In the Yankees’ first series of August against rivals Toronto Blue Jays, Aaron Judge’s fear-dominance is evident. After losing the series opener on Friday, the Yankees are now 4-1 and in the top of the fifth inning.
The Blue Jays’ Vladimir Guerrero Jr. gave his team the first run and an early lead with a solo homer in the first inning. However, Judge quickly returned the favor with his 41st homer of the season, a two-run home run, in the same inning. Trent Grisham extended the lead with a two-run homer in the next inning.
Jose Berrios, who had a 3.93 ERA in 130.2 innings prior to this start, intentionally walked Judge in his second at-bat. Gleyber Torres’ strikeout closed the inning safely, but this enraged a large section of fans who fumed at the Blue Jays for avoiding Judge.

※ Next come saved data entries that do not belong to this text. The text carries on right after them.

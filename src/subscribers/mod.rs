//! Event subscribers: the presentation and logging collaborators.
//!
//! Subscribers receive every runtime [`Event`](crate::Event) from the
//! supervisor's bus listener. They are read-only with respect to the core:
//! a subscriber never mutates shared state.
//!
//! ## Contents
//! - [`Subscribe`] — the subscriber capability
//! - [`LogWriter`] — structured log sink for every event
//! - [`StatusPanel`] — stdout panel for status dumps and alarm banners

mod log;
mod panel;
mod subscribe;

pub use log::LogWriter;
pub use panel::StatusPanel;
pub use subscribe::Subscribe;
use std::sync::Arc;

use anyhow::Result;
use tokio::io::BufReader;
use tracing_subscriber::EnvFilter;

use coachvisor::{Config, LogWriter, StatusPanel, Subscribe, Supervisor, listen};

#[tokio::main]
async fn main() -> Result<()> {
    tracing_subscriber::fmt()
        .with_env_filter(
            EnvFilter::try_from_default_env().unwrap_or_else(|_| EnvFilter::new("info")),
        )
        .init();

    println!("=================================================");
    println!("  coachvisor - coach subsystem control");
    println!("=================================================");

    let cfg = Config::default();
    let subs: Vec<Arc<dyn Subscribe>> = vec![Arc::new(LogWriter), Arc::new(StatusPanel)];
    let supervisor = Supervisor::new(cfg, subs);
    supervisor.register_defaults()?;

    let controls = supervisor.controls();
    let token = supervisor.cancellation_token();
    tokio::spawn(listen(BufReader::new(tokio::io::stdin()), controls, token));

    tracing::info!("commands: LIGHT, TEMP, EMERGENCY, FIRE, POWER LOW, CHAIN, STATUS");
    supervisor.run().await?;

    println!("system shutdown complete");
    Ok(())
}
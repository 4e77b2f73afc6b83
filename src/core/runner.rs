//! TaskRunner: one cooperative execution loop per registered task.
//!
//! The runner owns everything the routine itself must not do: the loop, the
//! task-table bookkeeping (Ready/Running transitions, completion counts),
//! blocking on the wake signal, and cancellable idling.
//!
//! ## Loop shapes
//! ```text
//! event-driven (watch = Some(flag)):        periodic (watch = None):
//!
//! loop {                                    loop {
//!   lock shared                               lock shared
//!   live? ── no ─► exit                       live? ── no ─► exit
//!   flag set?                                 state := Running, unlock
//!     yes: state := Running, unlock           service()          (bounded)
//!          service()        (bounded)         record_completion
//!          record_completion                  lock, state := Ready, unlock
//!          idle(hold)     (cancellable)       idle(interval)  (cancellable)
//!     no:  state := Ready                   }
//!          arm wake waiter, unlock
//!          await wake | cancel
//!          loop            (re-check)
//! }
//! ```
//!
//! ## Rules
//! - Liveness (`system_running && active`) is checked under the global lock
//!   at the top of every cycle; nothing cancels a service mid-action.
//! - The wake waiter is armed **before** the global lock is released, so a
//!   broadcast issued right after the flag check cannot be missed; waking
//!   re-enters the loop and re-checks the flag (spurious wakes are safe).
//! - Idle sleeps race the cancellation token, so shutdown does not wait out
//!   the longest interval.

use tokio::time;
use tokio_util::sync::CancellationToken;

use std::sync::Arc;
use std::time::Duration;

use crate::events::{Event, EventKind};
use crate::registry::{TaskId, TaskState};
use crate::routines::{RunContext, Routine};
use crate::state::AlarmFlag;

/// Drives a single [`Routine`] until shutdown.
pub struct TaskRunner {
    id: TaskId,
    routine: Arc<dyn Routine>,
    ctx: RunContext,
}

impl TaskRunner {
    pub fn new(id: TaskId, routine: Arc<dyn Routine>, ctx: RunContext) -> Self {
        Self { id, routine, ctx }
    }

    /// Runs the loop shape matching the routine. Returns the task id so the
    /// registry can account for joined runners.
    pub async fn run(self, token: CancellationToken) -> TaskId {
        tracing::info!(task = self.routine.name(), id = self.id, "runner started");
        match self.routine.watch() {
            Some(flag) => self.run_event_driven(flag, &token).await,
            None => self.run_periodic(&token).await,
        }
        tracing::info!(task = self.routine.name(), id = self.id, "runner stopped");
        self.ctx.bus.publish(
            Event::now(EventKind::TaskExited).with_task(self.routine.name()),
        );
        self.id
    }

    async fn run_event_driven(&self, flag: AlarmFlag, token: &CancellationToken) {
        loop {
            if token.is_cancelled() {
                break;
            }
            let notified = self.ctx.store.wake_signal().notified();
            tokio::pin!(notified);

            // Flag check and waiter arming happen under the global lock, so
            // release-and-wait is atomic with respect to broadcasts.
            let parked = {
                let mut shared = self.ctx.store.shared();
                if !shared.system_running || !shared.tasks.is_active(self.id) {
                    break;
                }
                if shared.alarm(flag) {
                    shared.tasks.set_state(self.id, TaskState::Running);
                    false
                } else {
                    shared.tasks.set_state(self.id, TaskState::Ready);
                    notified.as_mut().enable();
                    true
                }
            };

            if parked {
                tokio::select! {
                    _ = notified.as_mut() => {}
                    _ = token.cancelled() => break,
                }
                continue;
            }

            let hold = self.routine.service(&self.ctx).await;
            self.ctx.store.record_completion(self.id);
            if !idle(hold, token).await {
                break;
            }
        }
    }

    async fn run_periodic(&self, token: &CancellationToken) {
        loop {
            if token.is_cancelled() {
                break;
            }
            {
                let mut shared = self.ctx.store.shared();
                if !shared.system_running || !shared.tasks.is_active(self.id) {
                    break;
                }
                shared.tasks.set_state(self.id, TaskState::Running);
            }

            let interval = self.routine.service(&self.ctx).await;
            self.ctx.store.record_completion(self.id);
            {
                let mut shared = self.ctx.store.shared();
                shared.tasks.set_state(self.id, TaskState::Ready);
            }

            if !idle(interval, token).await {
                break;
            }
        }
    }
}

/// Sleeps for `period`, racing the cancellation token.
///
/// Returns `false` when the token fired first.
async fn idle(period: Duration, token: &CancellationToken) -> bool {
    let sleep = time::sleep(period);
    tokio::pin!(sleep);
    tokio::select! {
        _ = &mut sleep => true,
        _ = token.cancelled() => false,
    }
}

They took to social media to voice their distress.
“Might be the most cowardly move ive ever seen,” a fan tweeted.
“Pathetic,” a fan replied.
“Wowww they’re scared af,” a fan commented.
While some fans are upset over Judge missing a potential chance to make his MVP candidacy stronger, a few fans found it practical given his top-class form this year.
“Surprised this doesn't happen more often,” a fan tweeted.
"Should have walked him in the first. Why would you ever pitch to him with a man on base? Any manager who does should be fired on the spot," a fan replied.
“This should happen every AB in the playoffs. You just can't let this guy beat you," a fan commented.
However, even though he got a free base, the Yankees’ lineup failed to follow him, raising questions about the rest of the team’s lack of strength in case Judge has an off-day. After him, Juan Soto has been consistently leading the Yankees.
Aaron Judge's MVP season in making
The New York Yankees are contending for the AL East Division pennant with their season record of 65-46, tying with rivals Baltimore Orioles. And a great part of the credit goes to Aaron Judge, who’s playing an MVP-caliber season this year.
Judge currently leads the American League stats chart in home runs (41), RBIs (103), OBP (.450), SLG (.702), OPS (1.152) and WAR (7.4).
According to Sarah Langs of MLB.com, Judge’s 298th career home run tonight is 19 more than any other player in their first 1,000 career games.
If things continue like this and the Yankees break their World Series drought, it would surely make a strong case for Aaron Judge's second MVP candidacy this season.